Börm’s research focuses on both Greek and Roman topics, specialising in particular in the history of the Mediterranean world in the Hellenistic period and Late Antiquity. In 2013 he published a textbook on the Fall of the Western Roman Empire. His main research interests are ancient monocracies, Greek historiography, Roman–Iranian relations, the history of the Sasanian Empire and civil wars in antiquity. Börm is an ordinary member of the German Archaeological Institute. He is a member of the advisory board of the journal Chiron and one of the editors of the series Studies in Ancient Civil War.

== Publications ==
Monographs
- Mordende Mitbürger. Stasis und Bürgerkrieg in griechischen Poleis des Hellenismus (= Historia-Einzelschriften. 258). Steiner, Stuttgart 2019, ISBN 978-3-515-12311-2.

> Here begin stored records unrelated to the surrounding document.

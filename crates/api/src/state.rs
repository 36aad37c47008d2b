use std::sync::Arc;

use crate::config::ServerConfig;
use crate::progression::ProgressionEngine;
use crate::ws::WsManager;

/// Shared application state available to all Axum handlers via `State<AppState>`.
///
/// This is cheaply cloneable (inner data is behind `Arc`).
#[derive(Clone)]
pub struct AppState {
    /// Database connection pool.
    pub pool: devquest_db::DbPool,
    /// Server configuration.
    pub config: Arc<ServerConfig>,
    /// WebSocket connection manager (browser clients).
    pub ws_manager: Arc<WsManager>,
    /// Centralized event bus carrying domain events to the notification router.
    pub event_bus: Arc<devquest_events::EventBus>,
    /// Progression engine: completions, rewards, streaks, achievements.
    pub progression: Arc<ProgressionEngine>,
    /// Client for AI challenge / learning-resource generation.
    pub ai_client: Arc<devquest_ai::AiClient>,
}
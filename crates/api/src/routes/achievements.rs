//! Route definitions for achievements and stats.

use axum::routing::get;
use axum::Router;

use crate::handlers::achievements;
use crate::state::AppState;

/// Routes mounted at `/achievements`.
///
/// ```text
/// GET /achievements        -> list_achievements
/// GET /achievements/stats  -> get_stats
/// ```
pub fn router() -> Router<AppState> {
    Router::new()
        .route("/achievements", get(achievements::list_achievements))
        .route("/achievements/stats", get(achievements::get_stats))
}
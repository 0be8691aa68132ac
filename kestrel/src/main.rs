//! # kestrel - Main Entry Point
//!
//! Wires the pieces together: parse arguments, bind the instrument socket,
//! spawn the supervised child, run the pipeline until a termination trigger
//! fires, then report what happened.
//!
//! The socket is bound *before* the child starts so the instrument inside
//! the child can connect as soon as it initializes; failing to bind is
//! fatal, since profiling cannot proceed without the channel.

use anyhow::{Context, Result};
use clap::Parser;
use log::info;
use tokio::net::UnixListener;
use tokio::sync::mpsc;

use kestrel::cli::Args;
use kestrel::config::Config;
use kestrel::domain::ConfigError;
use kestrel::emit::{Emitter, StdoutPublisher};
use kestrel::pipeline::Pipeline;
use kestrel::supervise;

// Exit codes
const EXIT_SUCCESS: i32 = 0;
const EXIT_ERROR: i32 = 1;
const EXIT_USAGE: i32 = 2;

fn main() {
    env_logger::init();
    std::process::exit(match run() {
        Ok(()) => EXIT_SUCCESS,
        Err(e) => {
            eprintln!("error: {e:#}");
            exit_code_for(&e)
        }
    });
}

fn exit_code_for(err: &anyhow::Error) -> i32 {
    if err.downcast_ref::<ConfigError>().is_some() {
        EXIT_USAGE
    } else {
        EXIT_ERROR
    }
}

#[tokio::main]
async fn run() -> Result<()> {
    let args = Args::parse();
    let (config, command) = Config::from_args(args)?;

    if !config.quiet {
        eprintln!("kestrel v{}", env!("CARGO_PKG_VERSION"));
        eprintln!("command: {}", command.join(" "));
    }

    let socket_path = config.socket_path(std::process::id());
    let listener = UnixListener::bind(&socket_path)
        .with_context(|| format!("failed to bind {}", socket_path.display()))?;
    let _socket_guard = SocketGuard(socket_path.clone());
    info!("listening on {}", socket_path.display());

    let (child, pid) = supervise::spawn(&command, &socket_path)?;
    let (shutdown_tx, shutdown_rx) = mpsc::channel(4);
    tokio::spawn(supervise::watch(child, shutdown_tx.clone()));
    tokio::spawn(supervise::relay_signals(pid, shutdown_tx));

    let emitter = Emitter::new(StdoutPublisher::new(), config.app_id.clone());
    let summary = Pipeline::new(config.interval, emitter).run(listener, shutdown_rx).await;

    if !config.quiet {
        eprintln!(
            "{}: {} units, {} snapshots published, {} dropped",
            summary.reason, summary.units, summary.snapshots_published, summary.snapshots_dropped
        );
    }

    Ok(())
}

/// Removes the socket file when the agent exits, whether the run
/// succeeded or bailed out right after the bind.
struct SocketGuard(std::path::PathBuf);

impl Drop for SocketGuard {
    fn drop(&mut self) {
        // Best effort; a stale socket file only costs a warning next run.
        let _ = std::fs::remove_file(&self.0);
    }
}
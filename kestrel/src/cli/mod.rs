//! Command-line interface.

pub mod args;

pub use args::Args;
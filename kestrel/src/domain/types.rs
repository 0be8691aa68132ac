//! Newtype identifiers.
//!
//! Wrapping raw integers keeps function signatures self-documenting and
//! prevents mixing a process id with other counters at compile time.

use std::fmt;

/// An operating-system process id.
#[derive(Debug, Clone, Copy, PartialEq, Eq, Hash)]
pub struct Pid(pub i32);

impl fmt::Display for Pid {
    fn fmt(&self, f: &mut fmt::Formatter<'_>) -> fmt::Result {
        write!(f, "pid {}", self.0)
    }
}

#[cfg(test)]
mod tests {
    use super::*;

    #[test]
    fn pid_displays_with_prefix() {
        assert_eq!(Pid(1234).to_string(), "pid 1234");
    }
}
//! Stage wiring, snapshot cadence, and the shutdown protocol.
//!
//! One tokio task per stage — relay, correlator, and the aggregate/emit
//! driver loop that lives in [`Pipeline::run`] — connected by bounded mpsc
//! channels. No shared mutable state crosses a channel boundary except by
//! ownership transfer: the live profile belongs to the driver task alone
//! until it is swapped out, after which it is immutable.
//!
//! ## Lifecycle
//!
//! `Idle → Running → Draining → Stopped`. Draining is triggered by the
//! first of: the unit channel closing (socket EOF or a protocol violation
//! cascading through the correlator), an OS signal, or the supervised
//! child exiting. Each stage closes its output when its input is
//! exhausted, so shutdown cascades without per-stage cancellation tokens.
//! The final snapshot is emitted exactly once, even if it is empty.

use std::fmt;
use std::process::ExitStatus;
use std::time::Duration;

use kestrel_wire::Record;
use log::{debug, error, info};
use tokio::net::UnixListener;
use tokio::sync::mpsc;
use tokio::time::{self, timeout, Instant};

use crate::emit::{Emitter, Publisher};
use crate::profile::{Aggregator, Correlator, Unit};
use crate::relay;

/// Budget for handing a completed unit to the next stage. Exceeding it
/// means the consumer has stalled; the producer drops rather than wedging
/// the agent.
pub const HANDOFF_TIMEOUT: Duration = Duration::from_secs(20);

const RECORD_CHANNEL_CAPACITY: usize = 1024;
const UNIT_CHANNEL_CAPACITY: usize = 256;

/// Pipeline lifecycle states.
#[derive(Debug, Clone, Copy, PartialEq, Eq)]
pub enum PipelineState {
    Idle,
    Running,
    Draining,
    Stopped,
}

impl fmt::Display for PipelineState {
    fn fmt(&self, f: &mut fmt::Formatter<'_>) -> fmt::Result {
        let s = match self {
            Self::Idle => "idle",
            Self::Running => "running",
            Self::Draining => "draining",
            Self::Stopped => "stopped",
        };
        f.write_str(s)
    }
}

/// External termination triggers delivered into the scheduler's select
/// loop. Whichever arrives first drives the transition to Draining.
#[derive(Debug)]
pub enum Shutdown {
    /// An OS signal reached the agent (name for reporting).
    Signal(&'static str),
    /// The supervised child exited with this status.
    ChildExited(ExitStatus),
}

/// What the pipeline did, for the end-of-run report.
#[derive(Debug)]
pub struct PipelineSummary {
    pub reason: String,
    pub units: u64,
    pub snapshots_published: u64,
    pub snapshots_dropped: u64,
}

/// Owns the stage lifecycle and the live profile.
pub struct Pipeline<P> {
    interval: Duration,
    handoff_budget: Duration,
    aggregator: Aggregator,
    emitter: Emitter<P>,
}

impl<P: Publisher> Pipeline<P> {
    #[must_use]
    pub fn new(interval: Duration, emitter: Emitter<P>) -> Self {
        Self {
            interval,
            handoff_budget: HANDOFF_TIMEOUT,
            aggregator: Aggregator::new(),
            emitter,
        }
    }

    /// Override the stage handoff budget (the default is
    /// [`HANDOFF_TIMEOUT`]).
    #[must_use]
    pub fn with_handoff_budget(mut self, budget: Duration) -> Self {
        self.handoff_budget = budget;
        self
    }

    /// Drive the pipeline until a termination trigger fires, then drain.
    ///
    /// `listener` must already be bound; `shutdown` carries signal and
    /// child-exit notifications from the supervisor.
    pub async fn run(
        mut self,
        listener: UnixListener,
        mut shutdown: mpsc::Receiver<Shutdown>,
    ) -> PipelineSummary {
        let mut state = PipelineState::Idle;
        debug!("pipeline: {state}");

        let (record_tx, record_rx) = mpsc::channel::<Record>(RECORD_CHANNEL_CAPACITY);
        let (unit_tx, mut unit_rx) = mpsc::channel::<Unit>(UNIT_CHANNEL_CAPACITY);

        let relay_task = tokio::spawn(relay::run(listener, record_tx, self.handoff_budget));
        let correlate_task = tokio::spawn(correlate(record_rx, unit_tx, self.handoff_budget));

        state = PipelineState::Running;
        info!("pipeline: {state}, snapshot interval {:?}", self.interval);

        // First snapshot one full interval from now, not immediately.
        let mut ticker = time::interval_at(Instant::now() + self.interval, self.interval);

        let mut units: u64 = 0;
        let reason: String;

        loop {
            tokio::select! {
                maybe_unit = unit_rx.recv() => match maybe_unit {
                    Some(unit) => {
                        self.aggregator.add(&unit);
                        units += 1;
                    }
                    None => {
                        reason = "event stream closed".to_string();
                        break;
                    }
                },
                _ = ticker.tick() => {
                    // Swap the live tree out and start a fresh one. Empty
                    // intervals still publish an empty profile.
                    let snapshot = self.aggregator.take();
                    self.emitter.emit(&snapshot).await;
                }
                trigger = shutdown.recv() => {
                    reason = match trigger {
                        Some(Shutdown::Signal(name)) => format!("signal {name}"),
                        Some(Shutdown::ChildExited(status)) => format!("child exited ({status})"),
                        None => "supervisor gone".to_string(),
                    };
                    break;
                }
            }
        }

        state = PipelineState::Draining;
        info!("pipeline: {state} ({reason})");

        // Fold anything the correlator already handed off, then flush the
        // live profile exactly once — the loop above can only break once.
        while let Ok(unit) = unit_rx.try_recv() {
            self.aggregator.add(&unit);
            units += 1;
        }
        let last = self.aggregator.take();
        self.emitter.emit(&last).await;

        relay_task.abort();
        correlate_task.abort();

        state = PipelineState::Stopped;
        debug!("pipeline: {state}");

        PipelineSummary {
            reason,
            units,
            snapshots_published: self.emitter.emitted(),
            snapshots_dropped: self.emitter.dropped(),
        }
    }
}

/// Correlator stage: replay records against the shadow stack, forward
/// completed units. A protocol violation ends the stage; dropping the
/// unit sender lets downstream flush what was accumulated.
async fn correlate(
    mut records: mpsc::Receiver<Record>,
    units: mpsc::Sender<Unit>,
    budget: Duration,
) {
    let mut corr = Correlator::new();
    while let Some(record) = records.recv().await {
        let unit = match corr.apply(record) {
            Ok(Some(unit)) => unit,
            Ok(None) => continue,
            Err(e) => {
                error!("correlator: protocol violation, closing stream: {e}");
                return;
            }
        };
        match timeout(budget, units.send(unit)).await {
            Ok(Ok(())) => {}
            Ok(Err(_)) => {
                debug!("correlator: aggregator gone, stopping");
                return;
            }
            Err(_) => {
                error!("correlator: handoff timed out after {budget:?}, dropping unit");
            }
        }
    }
    debug!(
        "correlator: input exhausted ({} calls, {} frames left open)",
        corr.calls_emitted,
        corr.open_frames()
    );
}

- Westrom. Von Honorius bis Justinian. 2nd edition. Kohlhammer, Stuttgart 2018, ISBN 978-3-17-033216-4.
- Prokop und die Perser. Untersuchungen zu den römisch-sasanidischen Kontakten in der ausgehenden Spätantike (= Oriens et Occidens. 16). Steiner, Stuttgart 2007, ISBN 978-3-515-09052-0.

Edited volumes
- with Ulrich Gotter and Wolfgang Havener: A culture of civil war? Bellum civile and political communication in late Republican Rome. Steiner, Stuttgart 2023, ISBN 978-3-515-13401-9.
- with Nino Luraghi: The Polis in the Hellenistic World. Steiner, Stuttgart 2018, ISBN 978-3-515-12020-3.
- with Johannes Wienand and Marco Mattheis: Civil War in Ancient Greece and Rome. Contexts of Disintegration and Reintegration. Steiner, Stuttgart 2016, ISBN 978-3-515-11224-6.
- with Carsten Binder and Andreas Luther: Diwan. Studies in the History and Culture of the Ancient Near East and the Eastern Mediterranean. Wellem, Duisburg 2016, ISBN 978-3-941820-24-1.
- Antimonarchic Discourse in Antiquity. Steiner, Stuttgart 2015, ISBN 978-3-515-11095-2.
- with Josef Wiesehöfer: Commutatio et contentio. Studies in the Late Roman, Sasanian, and Early Islamic Near East. Wellem, Düsseldorf 2010, ISBN 978-3-941820-03-6.
- with Norbert Ehrhardt and Josef Wiesehöfer: Monumentum et instrumentum inscriptum. Beschriftete Objekte aus Kaiserzeit und Spätantike als historische Zeugnisse. Steiner, Stuttgart 2008, ISBN 978-3-515-09239-5.